Task statement >>
Check every line of the material for the word "covered". Copy those that have it.

Task input >>
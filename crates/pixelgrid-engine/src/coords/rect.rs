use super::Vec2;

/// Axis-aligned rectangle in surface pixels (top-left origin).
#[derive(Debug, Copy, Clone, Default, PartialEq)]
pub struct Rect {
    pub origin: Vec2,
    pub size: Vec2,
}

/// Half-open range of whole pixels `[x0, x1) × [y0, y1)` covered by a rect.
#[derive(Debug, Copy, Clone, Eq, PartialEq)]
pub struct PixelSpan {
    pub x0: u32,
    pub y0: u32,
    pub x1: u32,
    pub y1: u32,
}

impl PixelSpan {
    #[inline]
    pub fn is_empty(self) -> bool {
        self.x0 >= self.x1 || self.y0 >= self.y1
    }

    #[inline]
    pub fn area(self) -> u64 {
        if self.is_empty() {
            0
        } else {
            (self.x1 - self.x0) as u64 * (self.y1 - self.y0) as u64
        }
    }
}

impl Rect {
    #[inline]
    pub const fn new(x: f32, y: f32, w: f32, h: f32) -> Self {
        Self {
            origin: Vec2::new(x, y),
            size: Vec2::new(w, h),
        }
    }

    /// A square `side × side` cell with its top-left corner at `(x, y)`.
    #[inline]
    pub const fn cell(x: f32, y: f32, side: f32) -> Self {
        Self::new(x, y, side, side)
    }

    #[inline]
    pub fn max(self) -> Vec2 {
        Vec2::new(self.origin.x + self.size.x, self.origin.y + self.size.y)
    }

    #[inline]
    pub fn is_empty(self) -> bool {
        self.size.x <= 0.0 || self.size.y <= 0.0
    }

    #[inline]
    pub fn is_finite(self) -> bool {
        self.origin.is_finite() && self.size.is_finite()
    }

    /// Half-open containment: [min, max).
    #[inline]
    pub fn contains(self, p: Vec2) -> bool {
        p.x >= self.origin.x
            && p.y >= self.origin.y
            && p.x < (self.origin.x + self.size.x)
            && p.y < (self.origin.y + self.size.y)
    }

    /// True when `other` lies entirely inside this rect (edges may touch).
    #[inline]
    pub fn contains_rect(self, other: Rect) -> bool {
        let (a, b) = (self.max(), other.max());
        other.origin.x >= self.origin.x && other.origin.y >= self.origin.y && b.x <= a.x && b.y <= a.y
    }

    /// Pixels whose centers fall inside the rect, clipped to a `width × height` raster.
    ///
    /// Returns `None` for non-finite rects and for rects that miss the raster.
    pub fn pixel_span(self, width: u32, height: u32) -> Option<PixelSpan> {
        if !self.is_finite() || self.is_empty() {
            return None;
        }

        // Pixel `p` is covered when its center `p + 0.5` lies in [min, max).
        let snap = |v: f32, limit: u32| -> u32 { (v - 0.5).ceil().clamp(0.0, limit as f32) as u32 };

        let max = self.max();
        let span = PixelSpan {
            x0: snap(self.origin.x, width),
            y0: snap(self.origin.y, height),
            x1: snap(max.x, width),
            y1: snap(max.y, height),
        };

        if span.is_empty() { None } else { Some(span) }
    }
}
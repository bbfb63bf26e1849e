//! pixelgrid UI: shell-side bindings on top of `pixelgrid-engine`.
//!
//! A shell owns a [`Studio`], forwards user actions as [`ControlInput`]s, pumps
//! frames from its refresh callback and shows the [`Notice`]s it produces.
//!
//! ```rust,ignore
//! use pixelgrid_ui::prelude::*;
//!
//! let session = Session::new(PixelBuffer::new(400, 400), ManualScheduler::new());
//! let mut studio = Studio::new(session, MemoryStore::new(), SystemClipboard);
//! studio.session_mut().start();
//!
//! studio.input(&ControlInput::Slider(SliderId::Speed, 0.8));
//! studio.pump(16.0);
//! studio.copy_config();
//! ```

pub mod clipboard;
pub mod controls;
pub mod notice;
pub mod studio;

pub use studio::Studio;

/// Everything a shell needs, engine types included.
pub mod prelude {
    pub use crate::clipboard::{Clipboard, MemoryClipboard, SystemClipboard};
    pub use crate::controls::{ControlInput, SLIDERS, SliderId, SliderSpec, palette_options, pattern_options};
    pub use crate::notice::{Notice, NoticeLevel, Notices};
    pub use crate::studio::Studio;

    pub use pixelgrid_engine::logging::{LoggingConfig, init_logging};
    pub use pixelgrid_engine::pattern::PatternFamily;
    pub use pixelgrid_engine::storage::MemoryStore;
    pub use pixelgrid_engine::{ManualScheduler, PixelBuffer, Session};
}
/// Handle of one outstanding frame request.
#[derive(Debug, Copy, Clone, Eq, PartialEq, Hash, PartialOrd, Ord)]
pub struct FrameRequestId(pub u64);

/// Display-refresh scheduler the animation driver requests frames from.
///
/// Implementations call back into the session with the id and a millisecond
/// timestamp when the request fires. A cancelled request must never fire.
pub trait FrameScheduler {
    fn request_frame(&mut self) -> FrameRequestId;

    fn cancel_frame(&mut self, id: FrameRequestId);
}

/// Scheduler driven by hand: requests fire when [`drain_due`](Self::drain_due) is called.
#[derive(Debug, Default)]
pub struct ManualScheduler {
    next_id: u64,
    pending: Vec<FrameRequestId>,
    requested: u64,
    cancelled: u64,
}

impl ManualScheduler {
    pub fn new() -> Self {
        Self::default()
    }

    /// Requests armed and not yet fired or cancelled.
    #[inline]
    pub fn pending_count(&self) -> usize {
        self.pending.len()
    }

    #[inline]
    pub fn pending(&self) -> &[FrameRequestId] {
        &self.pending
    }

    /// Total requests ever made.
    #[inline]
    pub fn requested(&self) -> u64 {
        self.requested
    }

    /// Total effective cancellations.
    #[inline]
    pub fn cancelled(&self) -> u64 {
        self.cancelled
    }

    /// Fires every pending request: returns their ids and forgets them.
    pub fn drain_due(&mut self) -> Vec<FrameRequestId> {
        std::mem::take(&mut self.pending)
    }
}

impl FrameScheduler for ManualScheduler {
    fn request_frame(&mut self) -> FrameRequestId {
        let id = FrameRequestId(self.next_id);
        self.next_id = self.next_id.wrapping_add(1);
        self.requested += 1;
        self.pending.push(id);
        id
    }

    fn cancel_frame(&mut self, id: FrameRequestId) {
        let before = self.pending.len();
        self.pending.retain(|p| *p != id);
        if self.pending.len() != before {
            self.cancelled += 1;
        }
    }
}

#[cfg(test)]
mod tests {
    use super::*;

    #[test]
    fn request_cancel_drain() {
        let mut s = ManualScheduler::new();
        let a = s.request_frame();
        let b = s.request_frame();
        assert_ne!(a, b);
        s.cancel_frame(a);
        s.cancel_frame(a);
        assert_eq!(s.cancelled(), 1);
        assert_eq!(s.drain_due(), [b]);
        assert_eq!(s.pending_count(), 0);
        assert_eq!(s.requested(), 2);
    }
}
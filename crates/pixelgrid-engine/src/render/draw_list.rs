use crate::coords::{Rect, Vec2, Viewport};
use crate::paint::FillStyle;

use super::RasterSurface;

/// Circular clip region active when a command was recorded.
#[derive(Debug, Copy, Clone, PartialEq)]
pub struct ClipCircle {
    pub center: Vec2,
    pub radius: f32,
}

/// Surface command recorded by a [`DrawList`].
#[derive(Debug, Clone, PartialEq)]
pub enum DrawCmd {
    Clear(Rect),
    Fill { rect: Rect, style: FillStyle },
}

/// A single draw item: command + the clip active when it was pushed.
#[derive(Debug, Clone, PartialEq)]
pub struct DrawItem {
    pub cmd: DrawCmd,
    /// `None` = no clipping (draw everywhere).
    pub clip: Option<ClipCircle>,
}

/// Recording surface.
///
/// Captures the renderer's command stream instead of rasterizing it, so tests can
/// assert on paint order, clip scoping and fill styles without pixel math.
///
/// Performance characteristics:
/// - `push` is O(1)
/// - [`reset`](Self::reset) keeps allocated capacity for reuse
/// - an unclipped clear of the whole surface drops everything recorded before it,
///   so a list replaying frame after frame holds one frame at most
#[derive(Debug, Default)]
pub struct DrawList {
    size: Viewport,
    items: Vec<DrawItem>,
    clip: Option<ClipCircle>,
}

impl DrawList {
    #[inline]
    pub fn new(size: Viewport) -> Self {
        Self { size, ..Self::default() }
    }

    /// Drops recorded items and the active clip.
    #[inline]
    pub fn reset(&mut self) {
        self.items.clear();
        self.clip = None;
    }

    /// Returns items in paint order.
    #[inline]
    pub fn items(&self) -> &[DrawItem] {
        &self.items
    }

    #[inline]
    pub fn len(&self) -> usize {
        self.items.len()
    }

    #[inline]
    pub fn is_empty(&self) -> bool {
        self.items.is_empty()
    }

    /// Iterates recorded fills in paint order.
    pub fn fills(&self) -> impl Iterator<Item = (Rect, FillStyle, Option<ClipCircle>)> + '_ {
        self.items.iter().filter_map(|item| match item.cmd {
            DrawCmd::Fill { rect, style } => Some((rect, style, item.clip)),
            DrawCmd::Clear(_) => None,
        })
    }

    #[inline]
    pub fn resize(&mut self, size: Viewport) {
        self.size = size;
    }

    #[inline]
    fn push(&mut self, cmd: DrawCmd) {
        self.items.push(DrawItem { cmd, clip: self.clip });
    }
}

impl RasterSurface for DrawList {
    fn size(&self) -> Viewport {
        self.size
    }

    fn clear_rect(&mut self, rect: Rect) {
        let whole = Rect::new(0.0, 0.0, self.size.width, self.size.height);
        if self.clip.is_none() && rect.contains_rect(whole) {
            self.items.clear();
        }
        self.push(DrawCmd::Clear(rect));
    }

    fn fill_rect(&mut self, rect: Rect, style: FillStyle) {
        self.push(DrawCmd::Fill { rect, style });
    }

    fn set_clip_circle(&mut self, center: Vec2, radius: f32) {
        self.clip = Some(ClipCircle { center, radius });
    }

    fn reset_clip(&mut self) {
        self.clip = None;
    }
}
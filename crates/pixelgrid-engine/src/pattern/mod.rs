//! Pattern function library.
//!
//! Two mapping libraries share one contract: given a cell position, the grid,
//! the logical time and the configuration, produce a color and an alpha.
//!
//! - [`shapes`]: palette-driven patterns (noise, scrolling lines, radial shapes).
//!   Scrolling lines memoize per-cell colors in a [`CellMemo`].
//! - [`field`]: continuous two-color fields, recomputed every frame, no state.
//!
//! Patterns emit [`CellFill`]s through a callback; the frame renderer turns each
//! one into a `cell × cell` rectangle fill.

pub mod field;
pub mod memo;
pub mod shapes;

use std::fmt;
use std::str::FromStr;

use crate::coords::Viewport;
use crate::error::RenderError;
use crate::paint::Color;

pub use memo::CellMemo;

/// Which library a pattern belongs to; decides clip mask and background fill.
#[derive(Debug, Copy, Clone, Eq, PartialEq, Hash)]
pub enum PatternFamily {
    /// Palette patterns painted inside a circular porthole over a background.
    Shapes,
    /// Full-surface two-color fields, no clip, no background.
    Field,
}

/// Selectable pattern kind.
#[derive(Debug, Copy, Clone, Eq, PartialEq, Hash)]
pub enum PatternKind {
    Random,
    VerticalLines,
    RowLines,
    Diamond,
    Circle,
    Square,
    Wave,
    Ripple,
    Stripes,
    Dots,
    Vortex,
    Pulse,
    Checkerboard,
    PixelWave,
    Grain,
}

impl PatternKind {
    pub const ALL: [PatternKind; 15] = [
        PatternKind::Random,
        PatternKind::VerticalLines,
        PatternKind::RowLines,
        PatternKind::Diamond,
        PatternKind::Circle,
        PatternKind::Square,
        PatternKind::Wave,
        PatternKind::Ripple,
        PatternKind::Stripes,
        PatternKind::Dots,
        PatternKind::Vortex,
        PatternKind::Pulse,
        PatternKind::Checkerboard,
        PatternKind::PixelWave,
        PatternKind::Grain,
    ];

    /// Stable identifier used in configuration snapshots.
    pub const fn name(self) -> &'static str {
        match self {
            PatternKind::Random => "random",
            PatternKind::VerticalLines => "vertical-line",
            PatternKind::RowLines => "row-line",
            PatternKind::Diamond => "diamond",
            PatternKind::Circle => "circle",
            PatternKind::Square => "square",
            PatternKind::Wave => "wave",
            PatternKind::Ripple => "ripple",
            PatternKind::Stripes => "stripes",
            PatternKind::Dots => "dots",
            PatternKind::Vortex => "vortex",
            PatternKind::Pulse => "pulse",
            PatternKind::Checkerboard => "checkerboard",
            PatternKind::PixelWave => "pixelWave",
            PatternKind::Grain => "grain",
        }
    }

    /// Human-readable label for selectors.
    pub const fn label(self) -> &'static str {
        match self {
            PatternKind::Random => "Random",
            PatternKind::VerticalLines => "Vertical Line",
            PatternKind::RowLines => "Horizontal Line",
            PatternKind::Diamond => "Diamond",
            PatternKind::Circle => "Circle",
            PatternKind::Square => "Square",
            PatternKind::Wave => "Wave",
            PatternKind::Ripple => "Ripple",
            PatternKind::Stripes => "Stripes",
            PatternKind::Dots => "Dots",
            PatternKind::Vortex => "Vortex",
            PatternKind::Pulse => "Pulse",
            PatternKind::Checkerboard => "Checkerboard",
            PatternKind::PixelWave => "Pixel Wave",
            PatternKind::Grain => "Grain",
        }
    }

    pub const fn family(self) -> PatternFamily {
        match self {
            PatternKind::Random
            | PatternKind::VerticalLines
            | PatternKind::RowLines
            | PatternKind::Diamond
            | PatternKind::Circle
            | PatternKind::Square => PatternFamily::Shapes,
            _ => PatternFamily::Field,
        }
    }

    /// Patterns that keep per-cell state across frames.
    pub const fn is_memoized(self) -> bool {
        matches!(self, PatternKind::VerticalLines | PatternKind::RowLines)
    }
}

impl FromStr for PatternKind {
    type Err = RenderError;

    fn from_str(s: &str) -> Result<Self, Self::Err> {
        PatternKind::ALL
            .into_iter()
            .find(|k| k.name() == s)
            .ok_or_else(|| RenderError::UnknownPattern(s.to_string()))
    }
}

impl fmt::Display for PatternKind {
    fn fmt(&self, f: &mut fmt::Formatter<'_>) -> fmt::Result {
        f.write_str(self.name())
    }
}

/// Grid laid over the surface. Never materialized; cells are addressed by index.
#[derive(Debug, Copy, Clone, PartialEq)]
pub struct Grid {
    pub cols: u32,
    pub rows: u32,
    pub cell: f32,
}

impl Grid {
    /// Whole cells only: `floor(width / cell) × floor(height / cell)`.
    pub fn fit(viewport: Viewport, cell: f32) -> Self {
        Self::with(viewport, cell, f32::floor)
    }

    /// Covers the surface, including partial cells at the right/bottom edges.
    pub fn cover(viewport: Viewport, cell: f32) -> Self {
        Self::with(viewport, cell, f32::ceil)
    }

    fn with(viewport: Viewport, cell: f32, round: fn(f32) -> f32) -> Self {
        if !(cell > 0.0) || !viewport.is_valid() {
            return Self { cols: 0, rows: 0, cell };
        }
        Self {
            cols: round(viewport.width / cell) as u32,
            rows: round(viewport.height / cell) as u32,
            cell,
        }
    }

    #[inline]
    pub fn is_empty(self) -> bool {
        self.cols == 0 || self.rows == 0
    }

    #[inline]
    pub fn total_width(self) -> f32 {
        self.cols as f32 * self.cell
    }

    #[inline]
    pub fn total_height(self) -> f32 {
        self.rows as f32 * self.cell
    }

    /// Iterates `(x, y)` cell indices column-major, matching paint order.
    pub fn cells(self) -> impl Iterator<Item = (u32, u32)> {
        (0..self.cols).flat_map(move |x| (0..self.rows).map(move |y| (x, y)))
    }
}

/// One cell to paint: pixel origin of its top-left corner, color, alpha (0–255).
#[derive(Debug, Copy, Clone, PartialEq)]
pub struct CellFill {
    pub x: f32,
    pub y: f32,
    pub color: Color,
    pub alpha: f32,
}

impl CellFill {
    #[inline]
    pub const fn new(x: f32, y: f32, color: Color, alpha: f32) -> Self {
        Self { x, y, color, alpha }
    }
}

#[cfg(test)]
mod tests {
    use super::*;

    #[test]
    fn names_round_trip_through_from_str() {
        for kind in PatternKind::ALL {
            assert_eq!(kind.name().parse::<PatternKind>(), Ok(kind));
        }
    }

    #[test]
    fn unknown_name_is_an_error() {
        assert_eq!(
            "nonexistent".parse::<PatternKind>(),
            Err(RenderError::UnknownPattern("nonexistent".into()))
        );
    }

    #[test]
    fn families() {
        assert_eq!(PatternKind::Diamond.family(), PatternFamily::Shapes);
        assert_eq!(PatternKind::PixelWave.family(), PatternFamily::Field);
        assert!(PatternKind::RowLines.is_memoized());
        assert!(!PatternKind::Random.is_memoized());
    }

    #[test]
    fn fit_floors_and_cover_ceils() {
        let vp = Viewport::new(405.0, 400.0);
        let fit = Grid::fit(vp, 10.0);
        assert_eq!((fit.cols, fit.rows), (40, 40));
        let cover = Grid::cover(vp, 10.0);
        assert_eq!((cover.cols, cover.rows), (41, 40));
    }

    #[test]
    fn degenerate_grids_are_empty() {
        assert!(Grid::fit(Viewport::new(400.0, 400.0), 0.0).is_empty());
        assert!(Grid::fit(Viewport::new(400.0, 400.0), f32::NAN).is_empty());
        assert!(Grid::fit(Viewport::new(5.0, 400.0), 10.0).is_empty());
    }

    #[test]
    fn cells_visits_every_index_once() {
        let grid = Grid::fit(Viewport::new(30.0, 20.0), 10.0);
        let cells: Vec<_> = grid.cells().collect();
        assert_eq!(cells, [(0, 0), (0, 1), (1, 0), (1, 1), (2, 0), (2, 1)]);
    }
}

Task response >>
/// Half-open range of whole pixels `[x0, x1) × [y0, y1)` covered by a rect.
        // Pixel `p` is covered when its center `p + 0.5` lies in [min, max).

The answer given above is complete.